Política

El partido antiinmigración, Demócratas Suecos, tercera fuerza y árbitro de la política sueca

El líder del partido antiinmigración Demócratas Suecos, Jimmie Akesson, se ha felicitado por el vertiginoso ascenso de la formación (13 por ciento, según proyecciones de voto) y ha destacado que ahora podrán apoyar a un partido en el gobierno para garantizar la gobernabilidad.

"Vamos a ser un poderoso apoyo. No pueden detenernos", ha afirmado Akesson en declaraciones a la televisión pública sueca, SVT, al tiempo que ha afirmado que los demás partidos no podrán impedir que ejerzan esa influencia.

Akesson se refiere a las declaraciones de los líderes de izquierda y derecha, que descartan cualquier colaboración parlamentaria con su partido, considerado de extrema derecha.

El líder de los Demócratas Suecos ha argumentado que la única forma de que los demás partidos les despojen de cualquier influencia sería un pacto entre el Partido Socialdemócrata y el Partido Moderado del primer ministro saliente, Fredrik Reinfeldt, algo que "no va a pasar".

Precisamente Reinfeldt ha anunciado tras conocerse los resultados su dimisión como primer ministro y que abandonará la dirección del Partido Moderado en primavera. Además, ha asegurado que no será candidato a primer ministro.

"Han sido unos años fantásticos en los que la Alianza ha asumido la responsabilidad de gobernar Suecia. Espero que el viaje continúe, pero será sin mi participación", ha afirmado en comparecencia pública.

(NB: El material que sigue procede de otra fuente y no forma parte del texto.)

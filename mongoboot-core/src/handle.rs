//! Session handle over one bootstrapped cluster connection.
//!
//! A [`Handle`] owns a driver client bound to one database. Establish one at
//! startup, then derive a handle per unit of work:
//!
//! - [`Handle::clone_session`] builds an independent pool against the same
//!   cluster with the same credentials. Closing either handle leaves the
//!   other usable.
//! - [`Handle::copy_session`] shares the original's pool. Cheaper, but the copy
//!   stops working once the pool owner closes.
//!
//! Reads and writes on one handle follow the monotonic/majority policy installed
//! at bootstrap. No ordering holds across different handles.

use crate::error::{BootstrapError, BoxedCause};
use crate::Result;
use async_trait::async_trait;
use mongodb::bson::Document;
use mongodb::options::{ClientOptions, SelectionCriteria, WriteConcern};
use mongodb::{Client, Collection, Database, IndexModel};

/// Live, configured session bound to one target database.
///
/// Not `Clone`: duplicating a handle is an explicit choice between
/// [`clone_session`](Self::clone_session) and [`copy_session`](Self::copy_session).
pub struct Handle {
    client: Client,
    database: Database,
    options: ClientOptions,
    owns_pool: bool,
}

impl std::fmt::Debug for Handle {
    fn fmt(&self, f: &mut std::fmt::Formatter<'_>) -> std::fmt::Result {
        f.debug_struct("Handle")
            .field("database", &self.database.name())
            .field("owns_pool", &self.owns_pool)
            // Note: options are omitted, they may carry credentials
            .finish_non_exhaustive()
    }
}

impl Handle {
    /// Wraps a driver client that owns its pool.
    pub(crate) fn new(client: Client, options: ClientOptions, database: &str) -> Self {
        let database = client.database(database);
        Self {
            client,
            database,
            options,
            owns_pool: true,
        }
    }

    /// Name of the bound database.
    pub fn name(&self) -> &str {
        self.database.name()
    }

    /// Bound database.
    pub fn database(&self) -> &Database {
        &self.database
    }

    /// Underlying driver client.
    pub fn client(&self) -> &Client {
        &self.client
    }

    /// Typed collection in the bound database.
    pub fn collection<T: Send + Sync>(&self, name: &str) -> Collection<T> {
        self.database.collection(name)
    }

    /// Write concern presented to the server for writes through this handle.
    pub fn write_concern(&self) -> Option<&WriteConcern> {
        self.database.write_concern()
    }

    /// Read preference used for reads through this handle.
    pub fn selection_criteria(&self) -> Option<&SelectionCriteria> {
        self.database.selection_criteria()
    }

    /// Whether closing this handle shuts down its connection pool.
    pub fn owns_pool(&self) -> bool {
        self.owns_pool
    }

    /// Round-trips a `ping` to verify the session is usable.
    ///
    /// # Errors
    /// Returns a connection error if the server cannot be reached.
    pub async fn ping(&self) -> Result<()> {
        self.ping_driver().await.map_err(|e| {
            BootstrapError::connection_failed(format!("pinging database '{}'", self.name()), e)
        })
    }

    pub(crate) async fn ping_driver(&self) -> mongodb::error::Result<()> {
        self.client
            .database("admin")
            .run_command(mongodb::bson::doc! { "ping": 1 })
            .await?;
        Ok(())
    }

    /// Creates a handle with its own connection pool, rebound to the same database.
    ///
    /// Connections are established lazily on first use. The new handle is
    /// unaffected by closing `self`.
    ///
    /// # Errors
    /// Returns a connection error if the driver rejects the retained options.
    pub fn clone_session(&self) -> Result<Self> {
        let client = Client::with_options(self.options.clone()).map_err(|e| {
            BootstrapError::connection_failed(
                format!("cloning session for database '{}'", self.name()),
                e,
            )
        })?;

        tracing::debug!("Cloned session for database '{}'", self.name());
        Ok(Self::new(client, self.options.clone(), self.name()))
    }

    /// Creates a handle sharing this handle's connection pool.
    pub fn copy_session(&self) -> Self {
        let client = self.client.clone();
        let database = client.database(self.name());
        Self {
            client,
            database,
            options: self.options.clone(),
            owns_pool: false,
        }
    }

    /// Releases the session.
    ///
    /// A pool owner shuts its pool down, which also invalidates copies made from
    /// it. A copy only drops its reference to the shared pool.
    pub async fn close(self) {
        tracing::debug!(
            "Closing session for database '{}' (owns_pool={})",
            self.name(),
            self.owns_pool
        );
        if self.owns_pool {
            self.client.shutdown().await;
        }
    }

    /// Ensures every declared index exists.
    ///
    /// See [`ensure_indexes`].
    ///
    /// # Errors
    /// Returns an index error for the first index that fails.
    pub async fn ensure_indexes<I, S>(&self, plan: I) -> Result<()>
    where
        I: IntoIterator<Item = (S, Vec<IndexModel>)> + Send,
        I::IntoIter: Send,
        S: AsRef<str> + Send,
    {
        ensure_indexes(&self.database, plan).await
    }
}

/// Destination that can create one index on a named collection.
#[async_trait]
pub trait IndexTarget: Send + Sync {
    /// Requests creation of `index` on `collection`.
    async fn create_index(
        &self,
        collection: &str,
        index: IndexModel,
    ) -> std::result::Result<(), BoxedCause>;
}

#[async_trait]
impl IndexTarget for Database {
    async fn create_index(
        &self,
        collection: &str,
        index: IndexModel,
    ) -> std::result::Result<(), BoxedCause> {
        self.collection::<Document>(collection)
            .create_index(index)
            .await?;
        Ok(())
    }
}

/// Creates indexes collection by collection, in plan order.
///
/// Within a collection indexes are created in declared order. The first
/// failure stops the run; indexes created before it are kept.
///
/// # Errors
/// Returns an index error naming the collection and index that failed.
pub async fn ensure_indexes<T, I, S>(target: &T, plan: I) -> Result<()>
where
    T: IndexTarget + ?Sized,
    I: IntoIterator<Item = (S, Vec<IndexModel>)> + Send,
    I::IntoIter: Send,
    S: AsRef<str> + Send,
{
    let mut created: usize = 0;

    for (collection, indexes) in plan {
        let collection = collection.as_ref();
        for index in indexes {
            let label = index_label(&index);
            target.create_index(collection, index).await.map_err(|e| {
                BootstrapError::index_failed(
                    format!("creating index {} on collection '{}'", label, collection),
                    e,
                )
            })?;
            created = created.saturating_add(1);
            tracing::debug!("Ensured index {} on '{}'", label, collection);
        }
    }

    tracing::info!("Ensured {} index(es)", created);
    Ok(())
}

/// Index name if set, otherwise its key document.
fn index_label(index: &IndexModel) -> String {
    index
        .options
        .as_ref()
        .and_then(|o| o.name.clone())
        .unwrap_or_else(|| index.keys.to_string())
}

#[cfg(test)]
mod tests {
    use super::*;
    use mongodb::bson::doc;
    use mongodb::options::IndexOptions;
    use std::sync::Mutex;

    /// Records every request and fails on one index name.
    #[derive(Default)]
    struct RecordingTarget {
        fail_on: Option<&'static str>,
        calls: Mutex<Vec<(String, String)>>,
    }

    #[async_trait]
    impl IndexTarget for RecordingTarget {
        async fn create_index(
            &self,
            collection: &str,
            index: IndexModel,
        ) -> std::result::Result<(), BoxedCause> {
            let label = index_label(&index);
            self.calls
                .lock()
                .unwrap()
                .push((collection.to_string(), label.clone()));
            if self.fail_on == Some(label.as_str()) {
                return Err("E11000 duplicate key error".into());
            }
            Ok(())
        }
    }

    fn named(name: &str, field: &str) -> IndexModel {
        let mut keys = Document::new();
        keys.insert(field, 1);
        IndexModel::builder()
            .keys(keys)
            .options(IndexOptions::builder().name(name.to_string()).build())
            .build()
    }

    #[tokio::test]
    async fn test_ensure_indexes_in_declared_order() {
        let target = RecordingTarget::default();
        let plan = vec![
            ("users", vec![named("idxA", "email"), named("idxB", "login")]),
            ("orders", vec![named("idxC", "created_at")]),
        ];

        ensure_indexes(&target, plan).await.unwrap();

        let calls = target.calls.lock().unwrap().clone();
        assert_eq!(
            calls,
            vec![
                ("users".to_string(), "idxA".to_string()),
                ("users".to_string(), "idxB".to_string()),
                ("orders".to_string(), "idxC".to_string()),
            ]
        );
    }

    #[tokio::test]
    async fn test_ensure_indexes_stops_at_first_failure() {
        let target = RecordingTarget {
            fail_on: Some("idxB"),
            ..RecordingTarget::default()
        };
        let plan = vec![
            ("users", vec![named("idxA", "email"), named("idxB", "login")]),
            ("orders", vec![named("idxC", "created_at")]),
        ];

        let err = ensure_indexes(&target, plan).await.unwrap_err();

        assert!(matches!(err, BootstrapError::Index { .. }));
        assert!(err.to_string().contains("creating index idxB"));
        assert!(err.to_string().contains("'users'"));

        let calls = target.calls.lock().unwrap().clone();
        assert_eq!(calls.len(), 2);
        assert!(!calls.iter().any(|(_, label)| label == "idxC"));
    }

    #[tokio::test]
    async fn test_ensure_indexes_empty_plan() {
        let target = RecordingTarget::default();
        let plan: Vec<(String, Vec<IndexModel>)> = Vec::new();
        ensure_indexes(&target, plan).await.unwrap();
        assert!(target.calls.lock().unwrap().is_empty());
    }

    #[test]
    fn test_index_label_falls_back_to_keys() {
        let index = IndexModel::builder().keys(doc! { "sku": -1 }).build();
        assert!(index_label(&index).contains("sku"));
        assert_eq!(index_label(&named("by_email", "email")), "by_email");
    }
}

Según las proyecciones basadas en voto real publicadas por la televisión pública sueca, STV, el bloque liderado por el Partido Socialdemócrata sumaría un 43,8 por ciento (160 de los 349 asientos del Riksdag o Parlamento), mientras que el que encabeza el primer ministro, Fredrik Reinfeldt, reuniría el 39 por ciento de los votos (142 escaños). Fuera de ambos bloques está el partido antiinmigración Demócratas Suecos, que subiría 7 puntos con respecto a las últimas elecciones, hasta el 13 por ciento (47 diputados).

Según esta proyección, quedaría finalmente fuera del Parlamento la Iniciativa Feminista, que sumaría un 3,2 por ciento de los votos, por debajo del 4 por ciento mínimo para obtener representación según la legislación electoral sueca. Las feministas podrían haber dado la llave del Gobierno a los socialdemócratas de haber obtenido representación.

En concreto, el vencedor de las elecciones sería el Partido Socialdemócrata (31,2 por ciento), seguido por Los Verdes (6,8 por ciento) y por el Partido de la Izquierda (5,7 por ciento).

En la coalición de derecha, el más votado es el Partido Moderado de Reinfeldt (23,1 por ciento), seguido del Partido del Centro (6,1 por ciento), el Partido Popular Liberal (5,4 por ciento) y el Partido Cristianodemócrata (4,5 por ciento).

Con este escenario, la política sueca se ve avocado a un escenario "a la italiana", muy dividido y con ninguna coalición con los votos suficientes para formar un gobierno estable, lo que obligaría a pactar con Demócratas Suecos o a convocar nuevas elecciones.